Posted by: Jason | Oct 19, 2018 11:59:44 AM

Is a fifth of Rum personal consumption? How about 1/2 gallon? What if I buy a 6-bottle case of 1/2 gallon bottles of rum because I get a case discount? Does the possession of three gallons of rum reasonably support the conclusion that I am trafficking? How about 1/2 barrel of beer (15.5 gallons) for my kegerator -- am I trafficking in beer. The point is that 6 pounds of weed is consistent with personal use as well as trafficking. Under such circumstances one could possibly infer trafficking but it is not proof of beyond a reasonable doubt of trafficking. Concealment is irrelevant in my book because concealment of your weed like concealment of cash is a good idea since it is readily fungible and a target of those who are in need. That said, why isn't his Oregon medical mj card being afforded full faith and credit by Mississippi?

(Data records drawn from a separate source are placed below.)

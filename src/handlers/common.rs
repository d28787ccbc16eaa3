use serde::Deserialize;
use utoipa::IntoParams;

/// Pagination query parameters shared by list endpoints.
#[derive(Debug, Deserialize, IntoParams)]
pub struct PaginationParams {
    #[serde(default = "default_page")]
    pub page: u64,
    #[serde(default = "default_per_page")]
    pub per_page: u64,
}

fn default_page() -> u64 {
    1
}

fn default_per_page() -> u64 {
    20
}

impl Default for PaginationParams {
    fn default() -> Self {
        Self {
            page: default_page(),
            per_page: default_per_page(),
        }
    }
}
/// HTTP client for the ThingSpeak channel read and write APIs
use log::debug;
use std::time::Duration;
use url::Url;

use super::error::SourceError;
use super::feed::ChannelFeeds;
use crate::config::ThingSpeakConfig;
use crate::models::SensorReading;

/// Entries fetched by the channel probe when no count is given
pub const DEFAULT_PROBE_RESULTS: usize = 2;

#[derive(Debug, Clone)]
pub struct ThingSpeakClient {
    http: reqwest::Client,
    base_url: String,
    channel_id: Option<String>,
    read_key: Option<String>,
}

impl ThingSpeakClient {
    /// Build a client for the configured channel; fails with `NotConfigured`
    /// when no channel id is set.
    pub fn new(config: &ThingSpeakConfig) -> Result<Self, SourceError> {
        let channel_id = config
            .channel_id
            .as_deref()
            .ok_or(SourceError::NotConfigured)?;
        Self::with_channel(
            &config.base_url,
            channel_id,
            config.read_key.as_deref(),
            config.timeout,
        )
    }

    /// Build a client for the write API only. The update endpoint is keyed
    /// by the write key, so no channel id is required.
    pub fn writer(config: &ThingSpeakConfig) -> Result<Self, SourceError> {
        Self::build(
            &config.base_url,
            config.channel_id.as_deref(),
            None,
            config.timeout,
        )
    }

    pub fn with_channel(
        base_url: &str,
        channel_id: &str,
        read_key: Option<&str>,
        timeout: Duration,
    ) -> Result<Self, SourceError> {
        Self::build(base_url, Some(channel_id), read_key, timeout)
    }

    fn build(
        base_url: &str,
        channel_id: Option<&str>,
        read_key: Option<&str>,
        timeout: Duration,
    ) -> Result<Self, SourceError> {
        let http = reqwest::Client::builder()
            .timeout(timeout)
            .build()
            .map_err(SourceError::Request)?;

        Ok(ThingSpeakClient {
            http,
            base_url: base_url.trim_end_matches('/').to_string(),
            channel_id: channel_id.map(str::to_string),
            read_key: read_key.map(str::to_string),
        })
    }

    pub fn channel_id(&self) -> Option<&str> {
        self.channel_id.as_deref()
    }

    pub fn base_url(&self) -> &str {
        &self.base_url
    }

    fn feeds_url(&self, results: usize) -> Result<Url, SourceError> {
        let channel_id = self.channel_id().ok_or(SourceError::NotConfigured)?;
        let endpoint = format!("{}/channels/{}/feeds.json", self.base_url, channel_id);
        let results = results.to_string();
        let mut params = vec![("results", results.as_str())];
        // Public channels are readable without a key
        if let Some(key) = &self.read_key {
            params.push(("api_key", key.as_str()));
        }
        Ok(Url::parse_with_params(&endpoint, &params)?)
    }

    async fn get(&self, url: Url) -> Result<reqwest::Response, SourceError> {
        debug!("GET {}", url.path());
        let response = self.http.get(url).send().await?;

        let status = response.status();
        if !status.is_success() {
            let body = response.text().await.unwrap_or_default();
            return Err(SourceError::Http {
                status: status.as_u16(),
                body,
            });
        }
        Ok(response)
    }

    /// Channel metadata plus up to `results` most recent entries
    pub async fn fetch_feeds(&self, results: usize) -> Result<ChannelFeeds, SourceError> {
        let url = self.feeds_url(results)?;
        let feeds: ChannelFeeds = self.get(url).await?.json().await?;
        debug!(
            "Channel {} returned {} feed entries",
            self.channel_id().unwrap_or("-"),
            feeds.feeds.len()
        );
        Ok(feeds)
    }

    /// Latest entry of the channel as a validated reading
    pub async fn fetch_latest(&self) -> Result<SensorReading, SourceError> {
        self.fetch_feeds(1).await?.latest_reading()
    }

    /// Append a reading through the write API, returning the new entry id
    pub async fn write_reading(
        &self,
        write_key: &str,
        reading: &SensorReading,
    ) -> Result<u64, SourceError> {
        let endpoint = format!("{}/update", self.base_url);
        let url = Url::parse_with_params(
            &endpoint,
            &[
                ("api_key", write_key.to_string()),
                ("field1", reading.soil_moisture.to_string()),
                ("field2", reading.temperature.to_string()),
                ("field3", reading.humidity.to_string()),
            ],
        )?;

        let body = self.get(url).await?.text().await?;
        let entry_id = body.trim().parse::<u64>().map_err(|_| {
            SourceError::Decode(format!("unexpected update response '{}'", body))
        })?;

        if entry_id == 0 {
            return Err(SourceError::Rejected);
        }
        debug!("Update accepted as entry {}", entry_id);
        Ok(entry_id)
    }
}
/// Producers of sensor readings for the dashboard
use async_trait::async_trait;

use crate::config::ThingSpeakConfig;
use crate::models::SensorReading;
use crate::thingspeak::{SourceError, ThingSpeakClient};

#[async_trait]
pub trait ReadingSource: Send + Sync {
    /// Most recent reading, or the reason none is available
    async fn latest_reading(&self) -> Result<SensorReading, SourceError>;

    /// Short label for logs
    fn describe(&self) -> String;
}

#[async_trait]
impl ReadingSource for ThingSpeakClient {
    async fn latest_reading(&self) -> Result<SensorReading, SourceError> {
        self.fetch_latest().await
    }

    fn describe(&self) -> String {
        format!("ThingSpeak channel {}", self.channel_id().unwrap_or("-"))
    }
}

/// Source used when no channel is configured
#[derive(Debug, Clone, Default)]
pub struct UnconfiguredSource;

#[async_trait]
impl ReadingSource for UnconfiguredSource {
    async fn latest_reading(&self) -> Result<SensorReading, SourceError> {
        Err(SourceError::NotConfigured)
    }

    fn describe(&self) -> String {
        "unconfigured source".to_string()
    }
}

/// Fixed reading; empty means the source reports no data
#[derive(Debug, Clone, Default)]
pub struct StaticSource {
    reading: Option<SensorReading>,
}

impl StaticSource {
    pub fn new(reading: SensorReading) -> Self {
        StaticSource {
            reading: Some(reading),
        }
    }

    pub fn empty() -> Self {
        StaticSource { reading: None }
    }
}

#[async_trait]
impl ReadingSource for StaticSource {
    async fn latest_reading(&self) -> Result<SensorReading, SourceError> {
        self.reading.clone().ok_or(SourceError::NoData)
    }

    fn describe(&self) -> String {
        "static source".to_string()
    }
}

/// Pick the ThingSpeak client when a channel is configured
pub fn from_config(config: &ThingSpeakConfig) -> Result<Box<dyn ReadingSource>, SourceError> {
    match ThingSpeakClient::new(config) {
        Ok(client) => Ok(Box::new(client)),
        Err(SourceError::NotConfigured) => Ok(Box::new(UnconfiguredSource)),
        Err(e) => Err(e),
    }
}
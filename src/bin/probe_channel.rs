/// Print channel metadata and the most recent entries of a ThingSpeak channel
///
/// Usage: probe_channel [results]
use log::error;

use soil_dashboard::config::DashboardConfig;
use soil_dashboard::thingspeak::{ThingSpeakClient, DEFAULT_PROBE_RESULTS};
use soil_dashboard::utils::{display_timestamp, init_logging, parse_count_arg};

fn default_marker(defaulted: bool) -> &'static str {
    if defaulted {
        " (default)"
    } else {
        ""
    }
}

fn show(label: &str, value: Option<&str>) {
    println!("  {}: {}", label, value.unwrap_or("-"));
}

#[tokio::main]
async fn main() -> Result<(), Box<dyn std::error::Error>> {
    init_logging();

    let arg = std::env::args().nth(1);
    let results = parse_count_arg(arg.as_deref(), "results", DEFAULT_PROBE_RESULTS)?;

    let config = DashboardConfig::new()?;
    let client = ThingSpeakClient::new(&config.thingspeak)?;
    println!(
        "Fetching {}/channels/{}/feeds.json ({})",
        client.base_url(),
        client.channel_id().unwrap_or("-"),
        if config.thingspeak.read_key.is_some() {
            "with read key"
        } else {
            "public"
        }
    );

    let feeds = match client.fetch_feeds(results).await {
        Ok(feeds) => feeds,
        Err(e) => {
            error!("Request failed: {}", e);
            return Err(e.into());
        }
    };

    let channel = &feeds.channel;
    println!("Channel:");
    show("Name", channel.name.as_deref());
    println!(
        "  Last entry id: {}",
        channel
            .last_entry_id
            .map(|id| id.to_string())
            .unwrap_or_else(|| "-".to_string())
    );
    show("Field1", channel.field1.as_deref());
    show("Field2", channel.field2.as_deref());
    show("Field3", channel.field3.as_deref());

    println!("Feeds: {} entries found", feeds.feeds.len());
    if feeds.feeds.is_empty() {
        println!("No data in channel yet");
        return Ok(());
    }

    for (i, feed) in feeds.feeds.iter().enumerate() {
        println!("Entry {}:", i + 1);
        match feed.to_reading() {
            Ok(reading) => {
                println!("  Soil moisture: {}%", reading.soil_moisture);
                println!(
                    "  Temperature: {}°C{}",
                    reading.temperature,
                    default_marker(reading.temperature_defaulted)
                );
                println!(
                    "  Humidity: {}%{}",
                    reading.humidity,
                    default_marker(reading.humidity_defaulted)
                );
                println!("  Created: {}", display_timestamp(&reading.timestamp));
            }
            Err(e) => println!("  Unusable entry: {}", e),
        }
    }

    Ok(())
}
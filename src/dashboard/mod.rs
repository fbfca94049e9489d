pub mod handlers;
pub mod view;

use axum::{routing::get, Router};
use std::sync::Arc;

use crate::source::ReadingSource;

pub use view::{build_dashboard, DashboardContext, DEMO_MODE_MESSAGE};

#[derive(Clone)]
pub struct AppState {
    pub source: Arc<dyn ReadingSource>,
}

impl AppState {
    pub fn new(source: Arc<dyn ReadingSource>) -> Self {
        AppState { source }
    }
}

pub fn create_router(state: AppState) -> Router {
    Router::new()
        .route("/", get(handlers::dashboard_page))
        .route("/api/dashboard", get(handlers::dashboard_json))
        .route("/api/assess", get(handlers::assess))
        .route("/health", get(handlers::health_check))
        .with_state(state)
}
/// Router-level tests for the dashboard page and JSON endpoints
use axum::{
    body::Body,
    http::{Request, StatusCode},
    Router,
};
use serde_json::Value;
use std::sync::Arc;
use tower::ServiceExt; // for oneshot

use soil_dashboard::dashboard::DEMO_MODE_MESSAGE;
use soil_dashboard::source::{StaticSource, UnconfiguredSource};
use soil_dashboard::{create_router, AppState, ReadingSource, SensorReading};

fn app(source: impl ReadingSource + 'static) -> Router {
    create_router(AppState::new(Arc::new(source)))
}

async fn get(app: Router, uri: &str) -> axum::response::Response {
    app.oneshot(Request::builder().uri(uri).body(Body::empty()).unwrap())
        .await
        .unwrap()
}

async fn body_text(response: axum::response::Response) -> String {
    let body = axum::body::to_bytes(response.into_body(), usize::MAX)
        .await
        .expect("Failed to read response body");
    String::from_utf8(body.to_vec()).expect("Body is not UTF-8")
}

async fn json_response(response: axum::response::Response) -> Value {
    serde_json::from_str(&body_text(response).await).expect("Failed to parse JSON")
}

fn live(soil: f64) -> StaticSource {
    StaticSource::new(SensorReading::live(soil, 22.4, 58.0, "2025-06-01T09:30:00Z"))
}

#[tokio::test]
async fn health_check() {
    let response = get(app(StaticSource::empty()), "/health").await;
    assert_eq!(response.status(), StatusCode::OK);

    let body = json_response(response).await;
    assert_eq!(body["status"], "healthy");
    assert!(body["timestamp"].is_string());
}

#[tokio::test]
async fn dashboard_json_with_live_reading() {
    let response = get(app(live(85.0)), "/api/dashboard").await;
    assert_eq!(response.status(), StatusCode::OK);

    let body = json_response(response).await;
    assert_eq!(body["data_available"], true);
    assert_eq!(body["demo_mode"], false);
    assert!(body["error_message"].is_null());
    assert_eq!(body["sensor_data"]["soil_moisture"], 85.0);
    assert_eq!(body["sensor_data"]["available"], true);
    assert_eq!(body["soil_analysis"]["classification"], "Overwatered");
    assert_eq!(body["soil_analysis"]["urgency"], "High");
    assert_eq!(body["soil_analysis"]["valid"], true);
}

#[tokio::test]
async fn dashboard_json_falls_back_to_demo_data() {
    let body = json_response(get(app(UnconfiguredSource), "/api/dashboard").await).await;

    assert_eq!(body["demo_mode"], true);
    assert_eq!(body["data_available"], true);
    assert_eq!(body["error_message"], DEMO_MODE_MESSAGE);
    assert_eq!(body["sensor_data"]["timestamp"], "Demo Data (Not Real-time)");
    assert_eq!(body["sensor_data"]["available"], false);
    assert_eq!(body["soil_analysis"]["classification"], "Optimal");
    assert_eq!(body["soil_analysis"]["urgency"], "Low");
}

#[tokio::test]
async fn dashboard_page_renders_analysis() {
    let response = get(app(live(20.0)), "/").await;
    assert_eq!(response.status(), StatusCode::OK);

    let html = body_text(response).await;
    assert!(html.contains("Soil Analysis: Dry"));
    assert!(html.contains("urgency medium"));
    assert!(html.contains("20.0%"));
    assert!(html.contains("01.06.2025 - 09:30:00 UTC"));
    assert!(!html.contains("DEMO MODE"));
}

#[tokio::test]
async fn dashboard_page_shows_demo_banner() {
    let html = body_text(get(app(StaticSource::empty()), "/").await).await;
    assert!(html.contains("banner demo"));
    assert!(html.contains("DEMO MODE"));
    assert!(html.contains("Soil Analysis: Optimal"));
}

#[tokio::test]
async fn dashboard_page_lists_defaulted_fields() {
    let reading = SensorReading::live(50.0, 25.0, 60.0, "2025-06-01T09:30:00Z")
        .with_defaults(true, false);
    let html = body_text(get(app(StaticSource::new(reading)), "/").await).await;
    assert!(html.contains("Temperature not reported by the sensor"));
}

#[tokio::test]
async fn assess_endpoint_classifies_value() {
    let response = get(app(StaticSource::empty()), "/api/assess?soil_moisture=60").await;
    assert_eq!(response.status(), StatusCode::OK);

    let body = json_response(response).await;
    assert_eq!(body["soil_moisture"], 60.0);
    assert_eq!(body["classification"], "Optimal");
    assert_eq!(body["urgency"], "Low");
}

#[tokio::test]
async fn assess_endpoint_rejects_invalid_input() {
    for uri in [
        "/api/assess?soil_moisture=soggy",
        "/api/assess?soil_moisture=101",
        "/api/assess?soil_moisture=-1",
        "/api/assess",
    ] {
        let response = get(app(StaticSource::empty()), uri).await;
        assert_eq!(response.status(), StatusCode::BAD_REQUEST, "{}", uri);
        let body = json_response(response).await;
        assert!(
            body["error"]
                .as_str()
                .unwrap()
                .starts_with("invalid soil moisture"),
            "{}",
            uri
        );
    }
}
/// Batch upload of simulated readings through the ThingSpeak write API
use log::{error, info};
use rand::Rng;
use std::time::Duration;

use super::client::ThingSpeakClient;
use crate::utils::simulated_reading;

pub const DEFAULT_UPLOADS: usize = 3;
/// Free channels accept one update per 15 seconds
pub const RATE_LIMIT_WAIT: Duration = Duration::from_secs(16);

#[derive(Debug, Clone, Default, PartialEq, Eq)]
pub struct UploadSummary {
    pub attempted: usize,
    pub entry_ids: Vec<u64>,
}

impl UploadSummary {
    pub fn succeeded(&self) -> usize {
        self.entry_ids.len()
    }

    pub fn failed(&self) -> usize {
        self.attempted - self.entry_ids.len()
    }
}

/// Upload `count` simulated readings, waiting `wait` between uploads
///
/// A failed upload is logged and counted; the remaining uploads still run.
/// There is no wait after the last upload.
///
/// # Arguments
/// * `client` - Client pointed at the ThingSpeak API
/// * `write_key` - Channel write API key
/// * `count` - Number of readings to upload
/// * `wait` - Pause between consecutive uploads
/// * `rng` - Source of the simulated values
///
/// # Returns
/// Summary with the entry id of every accepted upload
pub async fn upload_samples<R: Rng>(
    client: &ThingSpeakClient,
    write_key: &str,
    count: usize,
    wait: Duration,
    rng: &mut R,
) -> UploadSummary {
    let mut summary = UploadSummary::default();

    for i in 0..count {
        let reading = simulated_reading(rng);
        info!(
            "Upload {}/{}: soil={}%, temp={}°C, humidity={}%",
            i + 1,
            count,
            reading.soil_moisture,
            reading.temperature,
            reading.humidity
        );

        summary.attempted += 1;
        match client.write_reading(write_key, &reading).await {
            Ok(entry_id) => {
                info!("Data uploaded successfully, entry id {}", entry_id);
                summary.entry_ids.push(entry_id);
            }
            Err(e) => error!("Upload failed: {}", e),
        }

        if i + 1 < count {
            info!("Waiting {} seconds (ThingSpeak rate limit)", wait.as_secs());
            tokio::time::sleep(wait).await;
        }
    }

    summary
}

Posted by: ? | Oct 19, 2018 2:52:26 PM

Hopefully, the governor will grant clemency after a year or so.

He's going to be deported though.

Posted by: federalist | Oct 19, 2018 6:43:48 PM

Rum doesn't go bad if not drank within a short period of time. 2.89 pounds is quite a bit combined with all other factors.

I do wonder if there's a RFRA claim for Rastafarians charged with Possession of Marijuana, but that doesn't seem to be the case here.